[Saved entries]
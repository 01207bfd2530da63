//! UI Theme - Shared colors and styling constants for the menus

use macroquad::prelude::Color;

use crate::render::{rgb, rgba};

// =============================================================================
// Backgrounds
// =============================================================================

/// Main menu background
pub const MENU_BG: Color = rgb(40, 40, 40);

/// Drawn over the frozen game scene while paused (black, half opacity)
pub const PAUSE_OVERLAY: Color = rgba(0, 0, 0, 128);

/// Drifting background dots
pub const PARTICLE_COLOR: Color = rgb(100, 100, 100);
pub const PARTICLE_RADIUS: f32 = 2.0;
pub const PARTICLE_COUNT: usize = 50;

// =============================================================================
// Text
// =============================================================================

pub const TEXT_COLOR: Color = rgb(255, 255, 255);
pub const TITLE_SHADOW: Color = rgb(30, 30, 30);

/// Shadow is drawn this many pixels right and down of the title
pub const TITLE_SHADOW_OFFSET: f32 = 4.0;

pub const FONT_SIZE_TITLE: f32 = 74.0;
pub const FONT_SIZE_BUTTON: f32 = 32.0;

/// Title center height
pub const TITLE_Y: f32 = 150.0;

// =============================================================================
// Buttons
// =============================================================================

pub const BUTTON_COLOR: Color = rgb(70, 70, 70);
pub const BUTTON_HOVER: Color = rgb(100, 100, 100);
pub const BUTTON_RADIUS: f32 = 12.0;
pub const BUTTON_WIDTH: f32 = 200.0;
pub const BUTTON_HEIGHT: f32 = 50.0;

/// Top of the first button, then one row per button
pub const BUTTON_TOP: f32 = 250.0;
pub const BUTTON_SPACING: f32 = 70.0;

/// Hover grow animation: scale eases toward the target by this fraction per frame
pub const BUTTON_HOVER_SCALE: f32 = 1.1;
pub const BUTTON_EASE: f32 = 0.2;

PROBLEM DETAILS:
From the data above, output exactly the lines between the one containing "Main menu background" and the one containing "Drifting background dots", counting both of them.

RESULT FOR THIS TASK:
/// Main menu background
pub const MENU_BG: Color = rgb(40, 40, 40);

/// Drawn over the frozen game scene while paused (black, half opacity)
pub const PAUSE_OVERLAY: Color = rgba(0, 0, 0, 128);

/// Drifting background dots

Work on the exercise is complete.